Stored items:
┄┄┄┄┄┄┄┄┄┄┄┄┄┄┄┄┄┄┄┄

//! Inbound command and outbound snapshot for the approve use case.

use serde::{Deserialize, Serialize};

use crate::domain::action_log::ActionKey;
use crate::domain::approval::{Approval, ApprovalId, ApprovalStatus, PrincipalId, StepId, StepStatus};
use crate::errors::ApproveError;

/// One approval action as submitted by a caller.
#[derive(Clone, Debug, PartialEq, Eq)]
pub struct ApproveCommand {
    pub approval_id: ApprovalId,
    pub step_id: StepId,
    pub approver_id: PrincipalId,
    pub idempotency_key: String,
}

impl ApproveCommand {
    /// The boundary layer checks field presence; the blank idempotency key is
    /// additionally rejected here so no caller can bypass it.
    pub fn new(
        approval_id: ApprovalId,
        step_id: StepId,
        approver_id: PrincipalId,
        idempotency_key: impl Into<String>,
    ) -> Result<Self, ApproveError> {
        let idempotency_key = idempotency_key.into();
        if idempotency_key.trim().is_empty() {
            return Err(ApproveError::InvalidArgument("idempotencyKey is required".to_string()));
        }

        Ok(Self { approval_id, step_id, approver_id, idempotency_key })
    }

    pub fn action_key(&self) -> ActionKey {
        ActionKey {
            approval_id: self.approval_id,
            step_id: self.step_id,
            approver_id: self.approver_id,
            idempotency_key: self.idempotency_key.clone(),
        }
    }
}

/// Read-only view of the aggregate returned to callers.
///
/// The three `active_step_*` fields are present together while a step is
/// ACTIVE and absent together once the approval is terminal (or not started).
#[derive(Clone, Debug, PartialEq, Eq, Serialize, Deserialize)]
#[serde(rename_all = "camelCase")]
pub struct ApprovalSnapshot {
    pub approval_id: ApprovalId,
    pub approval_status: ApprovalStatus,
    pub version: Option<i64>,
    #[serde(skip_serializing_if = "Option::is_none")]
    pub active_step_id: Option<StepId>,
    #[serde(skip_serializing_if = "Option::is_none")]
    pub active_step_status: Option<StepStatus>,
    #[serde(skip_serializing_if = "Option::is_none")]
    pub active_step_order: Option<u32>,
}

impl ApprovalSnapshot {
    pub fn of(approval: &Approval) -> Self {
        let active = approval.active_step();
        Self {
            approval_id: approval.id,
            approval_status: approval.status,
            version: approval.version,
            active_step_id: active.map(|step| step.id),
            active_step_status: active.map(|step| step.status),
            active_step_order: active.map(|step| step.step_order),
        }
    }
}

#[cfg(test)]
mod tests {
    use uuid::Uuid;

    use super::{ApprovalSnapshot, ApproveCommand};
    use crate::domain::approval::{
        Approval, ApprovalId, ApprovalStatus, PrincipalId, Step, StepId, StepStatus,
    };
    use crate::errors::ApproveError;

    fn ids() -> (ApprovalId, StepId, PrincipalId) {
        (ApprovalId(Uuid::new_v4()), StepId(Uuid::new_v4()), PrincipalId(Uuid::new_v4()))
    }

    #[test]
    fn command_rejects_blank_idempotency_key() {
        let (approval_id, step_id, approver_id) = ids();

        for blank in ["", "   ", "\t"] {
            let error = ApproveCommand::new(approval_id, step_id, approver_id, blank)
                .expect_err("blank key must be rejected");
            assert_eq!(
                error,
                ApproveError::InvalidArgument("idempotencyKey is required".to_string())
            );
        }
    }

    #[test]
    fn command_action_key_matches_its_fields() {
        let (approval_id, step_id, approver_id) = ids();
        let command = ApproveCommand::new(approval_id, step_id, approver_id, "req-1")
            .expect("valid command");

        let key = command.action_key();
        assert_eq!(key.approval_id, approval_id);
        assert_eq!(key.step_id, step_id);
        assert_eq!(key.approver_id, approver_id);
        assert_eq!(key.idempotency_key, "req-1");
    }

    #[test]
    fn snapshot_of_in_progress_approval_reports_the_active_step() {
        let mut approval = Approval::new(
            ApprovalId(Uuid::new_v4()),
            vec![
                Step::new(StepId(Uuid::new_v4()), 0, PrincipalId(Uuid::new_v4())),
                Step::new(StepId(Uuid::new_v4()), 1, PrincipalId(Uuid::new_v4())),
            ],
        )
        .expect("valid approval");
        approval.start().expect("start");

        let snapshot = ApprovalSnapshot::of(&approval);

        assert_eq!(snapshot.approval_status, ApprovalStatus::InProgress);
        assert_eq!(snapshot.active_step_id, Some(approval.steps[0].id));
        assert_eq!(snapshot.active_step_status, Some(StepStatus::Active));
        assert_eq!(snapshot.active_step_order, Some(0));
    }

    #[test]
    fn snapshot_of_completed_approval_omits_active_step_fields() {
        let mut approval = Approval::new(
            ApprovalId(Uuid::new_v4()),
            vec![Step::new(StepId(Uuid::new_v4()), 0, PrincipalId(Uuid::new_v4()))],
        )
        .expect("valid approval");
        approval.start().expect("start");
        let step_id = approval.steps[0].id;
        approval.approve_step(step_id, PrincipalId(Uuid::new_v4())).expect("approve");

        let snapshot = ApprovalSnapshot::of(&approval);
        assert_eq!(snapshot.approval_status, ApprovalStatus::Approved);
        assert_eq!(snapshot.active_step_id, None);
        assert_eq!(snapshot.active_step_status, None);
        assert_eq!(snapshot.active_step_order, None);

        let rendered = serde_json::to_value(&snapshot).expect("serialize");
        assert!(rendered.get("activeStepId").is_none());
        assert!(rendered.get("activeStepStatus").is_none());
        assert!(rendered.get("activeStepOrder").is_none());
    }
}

┄┄┄┄┄┄┄┄┄┄┄┄┄┄┄┄┄┄┄┄

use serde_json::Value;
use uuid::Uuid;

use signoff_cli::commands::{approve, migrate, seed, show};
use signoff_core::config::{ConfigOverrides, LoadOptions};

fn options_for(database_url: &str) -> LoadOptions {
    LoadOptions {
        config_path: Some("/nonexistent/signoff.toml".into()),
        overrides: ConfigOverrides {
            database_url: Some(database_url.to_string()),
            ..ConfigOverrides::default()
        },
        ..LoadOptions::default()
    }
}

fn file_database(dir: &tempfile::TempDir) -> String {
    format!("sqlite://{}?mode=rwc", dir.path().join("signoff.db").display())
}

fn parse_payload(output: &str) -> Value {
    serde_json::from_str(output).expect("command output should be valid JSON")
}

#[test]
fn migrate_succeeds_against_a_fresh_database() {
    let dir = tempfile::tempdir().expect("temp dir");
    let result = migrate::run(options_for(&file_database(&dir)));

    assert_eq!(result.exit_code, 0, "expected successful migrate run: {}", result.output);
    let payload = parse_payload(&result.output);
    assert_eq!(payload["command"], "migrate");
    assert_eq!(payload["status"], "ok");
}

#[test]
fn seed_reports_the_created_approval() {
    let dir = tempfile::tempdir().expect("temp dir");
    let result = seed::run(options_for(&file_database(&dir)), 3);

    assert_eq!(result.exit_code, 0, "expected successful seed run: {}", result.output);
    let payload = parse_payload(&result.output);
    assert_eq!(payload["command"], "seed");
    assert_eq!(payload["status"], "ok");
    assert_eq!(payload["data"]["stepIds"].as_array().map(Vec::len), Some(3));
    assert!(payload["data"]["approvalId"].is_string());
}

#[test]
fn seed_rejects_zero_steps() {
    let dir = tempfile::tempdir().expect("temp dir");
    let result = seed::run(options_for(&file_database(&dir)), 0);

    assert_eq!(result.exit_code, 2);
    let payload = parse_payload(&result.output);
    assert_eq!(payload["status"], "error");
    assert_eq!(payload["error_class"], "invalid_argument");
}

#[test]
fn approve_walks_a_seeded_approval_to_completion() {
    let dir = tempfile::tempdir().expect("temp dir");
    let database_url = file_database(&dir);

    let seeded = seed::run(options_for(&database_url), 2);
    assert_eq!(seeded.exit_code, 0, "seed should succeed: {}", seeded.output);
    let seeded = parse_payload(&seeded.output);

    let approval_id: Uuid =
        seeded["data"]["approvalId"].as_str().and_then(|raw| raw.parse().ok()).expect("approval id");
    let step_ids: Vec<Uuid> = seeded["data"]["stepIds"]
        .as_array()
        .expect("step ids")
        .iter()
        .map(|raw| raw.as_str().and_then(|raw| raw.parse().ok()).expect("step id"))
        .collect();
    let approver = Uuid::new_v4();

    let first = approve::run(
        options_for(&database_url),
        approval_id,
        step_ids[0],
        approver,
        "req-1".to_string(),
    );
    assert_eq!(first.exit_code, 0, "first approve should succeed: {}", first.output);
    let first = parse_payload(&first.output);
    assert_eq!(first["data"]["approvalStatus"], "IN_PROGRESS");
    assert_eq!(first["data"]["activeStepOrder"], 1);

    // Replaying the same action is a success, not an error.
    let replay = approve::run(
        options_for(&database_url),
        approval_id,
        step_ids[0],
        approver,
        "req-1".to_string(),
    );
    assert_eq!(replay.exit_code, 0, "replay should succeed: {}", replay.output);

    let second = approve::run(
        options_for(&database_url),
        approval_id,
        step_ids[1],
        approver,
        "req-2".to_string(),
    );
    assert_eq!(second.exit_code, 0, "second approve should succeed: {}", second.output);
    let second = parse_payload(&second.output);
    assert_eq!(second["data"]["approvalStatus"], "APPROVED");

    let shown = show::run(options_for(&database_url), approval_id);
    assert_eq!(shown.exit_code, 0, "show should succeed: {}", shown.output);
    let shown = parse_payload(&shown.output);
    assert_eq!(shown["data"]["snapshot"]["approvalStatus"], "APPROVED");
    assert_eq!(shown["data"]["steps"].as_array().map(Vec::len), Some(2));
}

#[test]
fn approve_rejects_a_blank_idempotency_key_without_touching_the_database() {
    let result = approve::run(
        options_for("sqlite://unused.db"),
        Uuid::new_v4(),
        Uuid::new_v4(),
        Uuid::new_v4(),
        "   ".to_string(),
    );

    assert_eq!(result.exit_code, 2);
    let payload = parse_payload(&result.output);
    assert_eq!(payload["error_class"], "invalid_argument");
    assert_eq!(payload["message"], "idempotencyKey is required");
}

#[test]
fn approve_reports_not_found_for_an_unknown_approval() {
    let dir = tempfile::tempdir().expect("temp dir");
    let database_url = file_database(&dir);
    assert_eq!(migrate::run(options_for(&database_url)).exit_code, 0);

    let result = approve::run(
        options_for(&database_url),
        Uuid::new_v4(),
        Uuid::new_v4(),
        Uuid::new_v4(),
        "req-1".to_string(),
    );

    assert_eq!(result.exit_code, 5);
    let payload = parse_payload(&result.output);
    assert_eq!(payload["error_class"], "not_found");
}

┄┄┄┄┄┄┄┄┄┄┄┄┄┄┄┄┄┄┄┄

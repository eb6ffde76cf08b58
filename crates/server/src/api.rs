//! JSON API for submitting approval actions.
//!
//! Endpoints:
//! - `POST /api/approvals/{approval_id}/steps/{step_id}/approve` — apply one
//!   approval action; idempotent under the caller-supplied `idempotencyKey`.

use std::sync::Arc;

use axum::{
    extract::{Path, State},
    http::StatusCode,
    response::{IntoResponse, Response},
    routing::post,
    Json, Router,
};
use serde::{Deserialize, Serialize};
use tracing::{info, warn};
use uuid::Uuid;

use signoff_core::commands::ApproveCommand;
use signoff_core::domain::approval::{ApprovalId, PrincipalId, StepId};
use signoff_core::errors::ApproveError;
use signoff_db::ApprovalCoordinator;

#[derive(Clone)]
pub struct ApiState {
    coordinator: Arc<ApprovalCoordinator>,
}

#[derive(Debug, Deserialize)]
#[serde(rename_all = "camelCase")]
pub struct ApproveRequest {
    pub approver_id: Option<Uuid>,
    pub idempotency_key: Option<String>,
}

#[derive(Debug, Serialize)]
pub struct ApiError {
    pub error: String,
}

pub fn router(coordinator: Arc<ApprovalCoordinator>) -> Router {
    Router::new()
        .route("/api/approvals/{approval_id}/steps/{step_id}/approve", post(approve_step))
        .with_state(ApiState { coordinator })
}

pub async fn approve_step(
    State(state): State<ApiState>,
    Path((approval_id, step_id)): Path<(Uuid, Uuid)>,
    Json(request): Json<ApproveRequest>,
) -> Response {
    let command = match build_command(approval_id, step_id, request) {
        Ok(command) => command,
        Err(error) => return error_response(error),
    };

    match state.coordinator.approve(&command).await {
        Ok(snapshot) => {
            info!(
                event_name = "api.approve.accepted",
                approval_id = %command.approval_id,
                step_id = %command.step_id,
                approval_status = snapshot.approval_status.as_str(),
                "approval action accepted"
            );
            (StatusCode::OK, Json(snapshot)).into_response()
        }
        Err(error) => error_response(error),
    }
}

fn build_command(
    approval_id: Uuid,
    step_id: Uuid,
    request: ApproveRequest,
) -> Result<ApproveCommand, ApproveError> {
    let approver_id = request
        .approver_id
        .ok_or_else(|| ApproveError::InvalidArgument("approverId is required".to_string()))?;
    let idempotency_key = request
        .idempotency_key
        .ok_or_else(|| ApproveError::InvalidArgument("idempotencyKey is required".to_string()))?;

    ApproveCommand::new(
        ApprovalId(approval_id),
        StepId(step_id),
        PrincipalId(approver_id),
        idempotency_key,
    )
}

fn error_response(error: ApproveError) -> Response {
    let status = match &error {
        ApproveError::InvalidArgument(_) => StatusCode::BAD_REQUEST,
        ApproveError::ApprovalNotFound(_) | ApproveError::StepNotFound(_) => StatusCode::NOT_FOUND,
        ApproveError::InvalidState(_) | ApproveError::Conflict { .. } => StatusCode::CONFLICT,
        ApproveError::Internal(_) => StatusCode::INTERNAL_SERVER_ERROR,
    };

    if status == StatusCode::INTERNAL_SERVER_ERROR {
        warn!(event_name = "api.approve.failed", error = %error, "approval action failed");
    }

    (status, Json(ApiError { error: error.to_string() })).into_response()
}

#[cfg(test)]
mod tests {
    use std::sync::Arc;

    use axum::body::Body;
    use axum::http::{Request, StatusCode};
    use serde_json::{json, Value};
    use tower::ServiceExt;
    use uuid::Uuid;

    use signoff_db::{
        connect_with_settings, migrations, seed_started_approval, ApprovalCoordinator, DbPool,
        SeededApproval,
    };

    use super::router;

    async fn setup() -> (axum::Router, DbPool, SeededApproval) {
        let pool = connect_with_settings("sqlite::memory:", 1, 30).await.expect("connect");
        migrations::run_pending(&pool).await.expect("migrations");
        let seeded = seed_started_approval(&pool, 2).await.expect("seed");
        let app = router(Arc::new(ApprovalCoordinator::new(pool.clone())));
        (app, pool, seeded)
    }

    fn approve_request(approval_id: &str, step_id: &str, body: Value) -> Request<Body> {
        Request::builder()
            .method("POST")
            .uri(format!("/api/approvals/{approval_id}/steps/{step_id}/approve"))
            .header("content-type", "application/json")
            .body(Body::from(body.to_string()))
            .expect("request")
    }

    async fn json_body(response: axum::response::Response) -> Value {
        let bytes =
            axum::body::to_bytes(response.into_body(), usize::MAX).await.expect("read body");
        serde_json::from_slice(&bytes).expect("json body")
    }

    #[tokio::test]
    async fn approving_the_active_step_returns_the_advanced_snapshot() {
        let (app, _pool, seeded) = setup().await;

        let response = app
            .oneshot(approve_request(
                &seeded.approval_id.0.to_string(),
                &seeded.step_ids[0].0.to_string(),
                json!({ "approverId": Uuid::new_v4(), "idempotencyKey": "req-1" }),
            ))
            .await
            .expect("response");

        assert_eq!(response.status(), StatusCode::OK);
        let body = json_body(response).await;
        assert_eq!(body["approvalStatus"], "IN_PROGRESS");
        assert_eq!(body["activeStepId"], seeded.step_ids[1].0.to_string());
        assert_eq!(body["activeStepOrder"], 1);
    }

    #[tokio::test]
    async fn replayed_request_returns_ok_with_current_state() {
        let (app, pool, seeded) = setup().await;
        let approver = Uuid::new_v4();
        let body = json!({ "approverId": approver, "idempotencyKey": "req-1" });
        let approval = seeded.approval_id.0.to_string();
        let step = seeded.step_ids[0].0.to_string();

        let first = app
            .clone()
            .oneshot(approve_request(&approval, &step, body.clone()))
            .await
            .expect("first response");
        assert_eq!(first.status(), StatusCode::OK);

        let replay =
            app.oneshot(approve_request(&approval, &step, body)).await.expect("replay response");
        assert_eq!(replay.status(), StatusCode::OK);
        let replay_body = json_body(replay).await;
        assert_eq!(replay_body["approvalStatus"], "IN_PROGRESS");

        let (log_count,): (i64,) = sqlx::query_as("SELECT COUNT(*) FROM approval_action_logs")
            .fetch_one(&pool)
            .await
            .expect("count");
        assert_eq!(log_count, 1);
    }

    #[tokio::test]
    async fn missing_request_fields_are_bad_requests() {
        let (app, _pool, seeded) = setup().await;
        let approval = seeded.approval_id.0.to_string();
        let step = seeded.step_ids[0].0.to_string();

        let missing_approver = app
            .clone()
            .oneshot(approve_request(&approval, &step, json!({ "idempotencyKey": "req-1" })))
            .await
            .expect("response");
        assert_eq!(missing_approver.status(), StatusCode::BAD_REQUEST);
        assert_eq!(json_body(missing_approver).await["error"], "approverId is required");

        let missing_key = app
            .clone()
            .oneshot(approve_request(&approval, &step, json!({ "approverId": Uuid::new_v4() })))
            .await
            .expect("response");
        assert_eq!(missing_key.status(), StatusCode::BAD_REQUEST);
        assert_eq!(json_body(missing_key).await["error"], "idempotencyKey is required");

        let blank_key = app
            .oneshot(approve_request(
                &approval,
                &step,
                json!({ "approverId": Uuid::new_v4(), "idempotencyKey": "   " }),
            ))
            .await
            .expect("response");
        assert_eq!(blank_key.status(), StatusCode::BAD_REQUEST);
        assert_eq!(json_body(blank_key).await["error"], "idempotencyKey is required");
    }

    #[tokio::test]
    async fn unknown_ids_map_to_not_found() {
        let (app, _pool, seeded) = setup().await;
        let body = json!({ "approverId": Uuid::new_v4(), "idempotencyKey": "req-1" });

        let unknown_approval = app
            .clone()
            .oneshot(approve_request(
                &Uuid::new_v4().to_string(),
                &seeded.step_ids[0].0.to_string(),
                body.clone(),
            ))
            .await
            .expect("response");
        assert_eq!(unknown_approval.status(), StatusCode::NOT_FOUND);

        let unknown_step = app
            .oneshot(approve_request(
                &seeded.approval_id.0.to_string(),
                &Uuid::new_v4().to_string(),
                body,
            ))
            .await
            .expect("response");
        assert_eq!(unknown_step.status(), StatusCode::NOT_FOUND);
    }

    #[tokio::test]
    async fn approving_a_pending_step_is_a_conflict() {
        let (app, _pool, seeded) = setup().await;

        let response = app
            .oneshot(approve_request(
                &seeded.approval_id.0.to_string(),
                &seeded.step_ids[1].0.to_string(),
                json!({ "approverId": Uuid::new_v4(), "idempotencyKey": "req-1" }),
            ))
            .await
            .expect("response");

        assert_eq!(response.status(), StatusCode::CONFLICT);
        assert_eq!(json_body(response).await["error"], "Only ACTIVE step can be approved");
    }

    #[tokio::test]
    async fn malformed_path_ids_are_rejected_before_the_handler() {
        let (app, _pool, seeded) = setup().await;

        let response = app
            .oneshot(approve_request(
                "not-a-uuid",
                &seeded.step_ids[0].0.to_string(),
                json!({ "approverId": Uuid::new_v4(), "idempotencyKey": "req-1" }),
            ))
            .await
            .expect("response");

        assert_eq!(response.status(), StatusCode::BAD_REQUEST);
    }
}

┄┄┄┄┄┄┄┄┄┄┄┄┄┄┄┄┄┄┄┄

» Exercise description: For the string "sqlite", search the preceding data and copy every line that includes it.

» Answer space:
    format!("sqlite://{}?mode=rwc", dir.path().join("signoff.db").display())
        options_for("sqlite://unused.db"),
        let pool = connect_with_settings("sqlite::memory:", 1, 30).await.expect("connect");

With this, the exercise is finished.